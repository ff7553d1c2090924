//! Skill registry and dispatcher.
//!
//! A *skill* is a deterministic analytical handler exposed to the LLM as a
//! callable tool. This crate owns:
//!
//! - the registration schema (`SkillRegistration`, `SkillResult`) and the
//!   projection of typed input schemas into LLM-facing tool definitions
//!   (internal orchestrator fields stripped),
//! - the dispatcher that prepares inputs from orchestrator state, merges
//!   LLM-provided arguments over the non-internal fields, executes local or
//!   remote handlers, and records execution time,
//! - the built-in generic skills (clause context, definitions, baseline
//!   comparison, cross references, financial terms, review criteria,
//!   deviation assessment, reference-document search),
//! - a minimal remote workflow client (submit + poll).
//!
//! Handlers are enum-dispatched; there are no trait objects. Concurrency is
//! the caller's concern: the ReAct loop joins `prepare_and_call` futures so
//! one slow or failing tool never blocks or cancels its siblings.

pub mod builtin;
pub mod dispatcher;
pub mod errors;
pub mod local;
pub mod remote;
pub mod schema;
pub mod tool_adapter;

pub use builtin::generic_skills;
pub use dispatcher::{SkillDeps, SkillDispatcher};
pub use errors::{SkillError, SkillResult as SkillCallResult};
pub use remote::{WorkflowClient, WorkflowClientConfig};
pub use schema::{
    INTERNAL_FIELDS, SkillBackend, SkillRegistration, SkillResult, SkillStatus,
    strip_internal_fields,
};
pub use tool_adapter::{ParsedToolCall, parse_tool_calls, skills_to_tool_definitions};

::::::::::

== Task requirements ==
Among the lines of the material, find those that hold the word "dispatcher" and copy them.

== Response area ==
//! Skill registry and dispatcher.
//! - the dispatcher that prepares inputs from orchestrator state, merges
pub mod dispatcher;
pub use dispatcher::{SkillDeps, SkillDispatcher};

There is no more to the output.